Tunisia reattempts to form new government amid political deadlock
With consultations on the composition of Tunisia's next cabinet underway, meetings between the parties involved in the discussions over the government programme started on Tuesday.
Newly designated Prime Minister Elyes Fakhfakh, who is tasked with forming the new executive, confirmed last week that he will constitute a mini-government with no more than 25 ministers to ensure efficiency and effectiveness.
He clearly said the governing coalition will be built only from those parties with "revolutionary" credentials and based on their degree of support to President Kais Saied in the presidential runoff.

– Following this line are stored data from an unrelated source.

//! Capture files and sniffer framing.
//!
//! Frames from a LoRa sniffer arrive over a serial link terminated by a
//! two-byte marker ([`SerialFramer`]) and are stored in the classic capture
//! file format ([`CaptureWriter`], [`CaptureReader`]) so third-party capture
//! viewers can open them. The frame bytes are opaque here; decoding them is
//! the codec's job.

#![warn(missing_docs)]
#![warn(clippy::all)]

pub mod error;
pub mod pcap;
pub mod serial;

pub use error::CaptureError;
pub use pcap::{
    CaptureReader, CaptureRecord, CaptureWriter, DEFAULT_SNAP_LEN, LINKTYPE_LORATAP, PCAP_MAGIC,
};
pub use serial::{SerialFramer, FRAME_TERMINATOR};
//! Capture error types.

use thiserror::Error;

/// Errors raised while reading or writing captures
#[derive(Error, Debug)]
pub enum CaptureError {
    /// Underlying reader or writer failed
    #[error("capture I/O error: {0}")]
    Io(#[from] std::io::Error),

    /// File does not start with the expected magic number
    #[error("not a capture file (magic 0x{0:08X})")]
    BadMagic(u32),

    /// File format version is not 2.x
    #[error("unsupported capture version {major}.{minor}")]
    Version {
        /// Major version
        major: u16,
        /// Minor version
        minor: u16,
    },

    /// File ended inside a record
    #[error("truncated record: need {needed} bytes, have {available}")]
    Truncated {
        /// Bytes the record needs
        needed: usize,
        /// Bytes that were available
        available: usize,
    },

    /// Record claims more captured bytes than the snap length allows
    #[error("record of {len} bytes exceeds snap length {snap_len}")]
    Oversized {
        /// Captured length in the record
        len: u32,
        /// Snap length from the file header
        snap_len: u32,
    },

    /// Serial input grew past the frame limit without a terminator
    #[error("serial frame exceeds {0} bytes without a terminator")]
    FrameTooLarge(usize),
}
//! Layered packet codec for the LoRa mesh protocol.
//!
//! A mesh packet is peeled in layers, each with its own `decode`/`encode`:
//!
//! ```text
//! radio capture                      bridge message
//! +---------------------------+      +---------------------------+
//! | capture header (15B, BE)  |      | transport envelope        |
//! +---------------------------+      | (schema message carrying  |
//! | mesh header (16B, LE)     |      |  addressing + ciphertext) |
//! +---------------------------+      +---------------------------+
//! | ciphertext                |
//! +---------------------------+
//!            \                          /
//!             AES-CTR keyed by the channel key, IV from (packet id, src)
//!                           |
//!             payload envelope (message type, ids, body)
//!                           |
//!             application dispatcher (text or schema message)
//! ```
//!
//! The codec is pure: no I/O, no shared state, safe to call from any number
//! of tasks at once.

#![warn(missing_docs)]
#![warn(clippy::all)]

pub mod app;
pub mod capture;
pub mod codec;
pub mod crypto;
pub mod envelope;
pub mod error;
pub mod header;
pub mod payload;

pub use app::{app_name, AppData, ApplicationRecord};
pub use capture::{CaptureHeader, CAPTURE_HEADER_SIZE, MESH_SYNC_WORD};
pub use codec::{
    decode_bridge_message, decode_capture_frame, decode_radio_packet, encode_capture_frame,
    CaptureFrame, FrameBuilder, Link, MeshFrame,
};
pub use crypto::{ChannelKey, DEFAULT_CHANNEL_KEY, DEFAULT_PSK};
pub use envelope::TransportEnvelope;
pub use error::WireError;
pub use header::{MeshHeader, NodeId, PacketFlags, BROADCAST_ADDR, MESH_HEADER_SIZE};
pub use payload::DecryptedPayload;
//! Message-type identifiers (port numbers) for application payloads.

proto_enum! {
    /// Application message type carried in [`crate::Data::portnum`]
    #[allow(missing_docs)]
    pub enum PortNum {
        UnknownApp = 0 => "UNKNOWN_APP",
        TextMessageApp = 1 => "TEXT_MESSAGE_APP",
        RemoteHardwareApp = 2 => "REMOTE_HARDWARE_APP",
        PositionApp = 3 => "POSITION_APP",
        NodeinfoApp = 4 => "NODEINFO_APP",
        RoutingApp = 5 => "ROUTING_APP",
        AdminApp = 6 => "ADMIN_APP",
        TextMessageCompressedApp = 7 => "TEXT_MESSAGE_COMPRESSED_APP",
        WaypointApp = 8 => "WAYPOINT_APP",
        AudioApp = 9 => "AUDIO_APP",
        DetectionSensorApp = 10 => "DETECTION_SENSOR_APP",
        AlertApp = 11 => "ALERT_APP",
        ReplyApp = 32 => "REPLY_APP",
        IpTunnelApp = 33 => "IP_TUNNEL_APP",
        PaxcounterApp = 34 => "PAXCOUNTER_APP",
        SerialApp = 64 => "SERIAL_APP",
        StoreForwardApp = 65 => "STORE_FORWARD_APP",
        RangeTestApp = 66 => "RANGE_TEST_APP",
        TelemetryApp = 67 => "TELEMETRY_APP",
        ZpsApp = 68 => "ZPS_APP",
        SimulatorApp = 69 => "SIMULATOR_APP",
        TracerouteApp = 70 => "TRACEROUTE_APP",
        NeighborinfoApp = 71 => "NEIGHBORINFO_APP",
        AtakPlugin = 72 => "ATAK_PLUGIN",
        MapReportApp = 73 => "MAP_REPORT_APP",
        PowerstressApp = 74 => "POWERSTRESS_APP",
        ReticulumTunnelApp = 76 => "RETICULUM_TUNNEL_APP",
        CayenneApp = 77 => "CAYENNE_APP",
        PrivateApp = 256 => "PRIVATE_APP",
        AtakForwarder = 257 => "ATAK_FORWARDER",
        Max = 511 => "MAX",
    }
}
//! Schema message definitions for the mesh packet codec.
//!
//! These are the protobuf messages exchanged by mesh nodes and bridge
//! gateways, declared with `prost` derives so that no code generation step
//! is needed at build time. Only the messages the codec reads or writes are
//! present, and only the fields it surfaces; unknown fields are skipped on
//! decode as usual for protobuf.
//!
//! Application messages additionally derive `serde` traits following the
//! protobuf JSON mapping (see [`mapping`]), which is how the codec turns a
//! typed message into a generic field-name to value mapping and back.

#![warn(missing_docs)]
#![warn(clippy::all)]

#[macro_use]
mod macros;

pub mod mapping;
pub mod mesh;
pub mod mqtt;
pub mod portnums;
pub mod storeforward;
pub mod telemetry;

pub use mesh::{Data, HardwareModel, MeshPacket, Position, RouteDiscovery, Role, User};
pub use mqtt::ServiceEnvelope;
pub use portnums::PortNum;
pub use storeforward::StoreAndForward;
pub use telemetry::Telemetry;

In a press conference on Friday, Fakhfakh specified that he will not include Qalb Tounes, chaired by Nabil Karoui, and the Free Destourian Party (PDL), led by anti-Islamist lawyer Abir Moussi, in the ongoing consultations to form the upcoming cabinet, although they are the second and third largest blocs, respectively, in parliament.
"All parties voted for Kais Saied, because he embodies values and principles of the people, except those two parties," he said explaining that they are "not in the path of people's expectations" at this stage, especially after the 2019 elections.
The PM-designate is heading a government plan that involves four main parties of the "revolutionary" path, namely the Muslim Ennahda party, the Democratic Current party, the People's Movement and Tahya Tounes, alongside some non-partisan parliamentary blocks and independents.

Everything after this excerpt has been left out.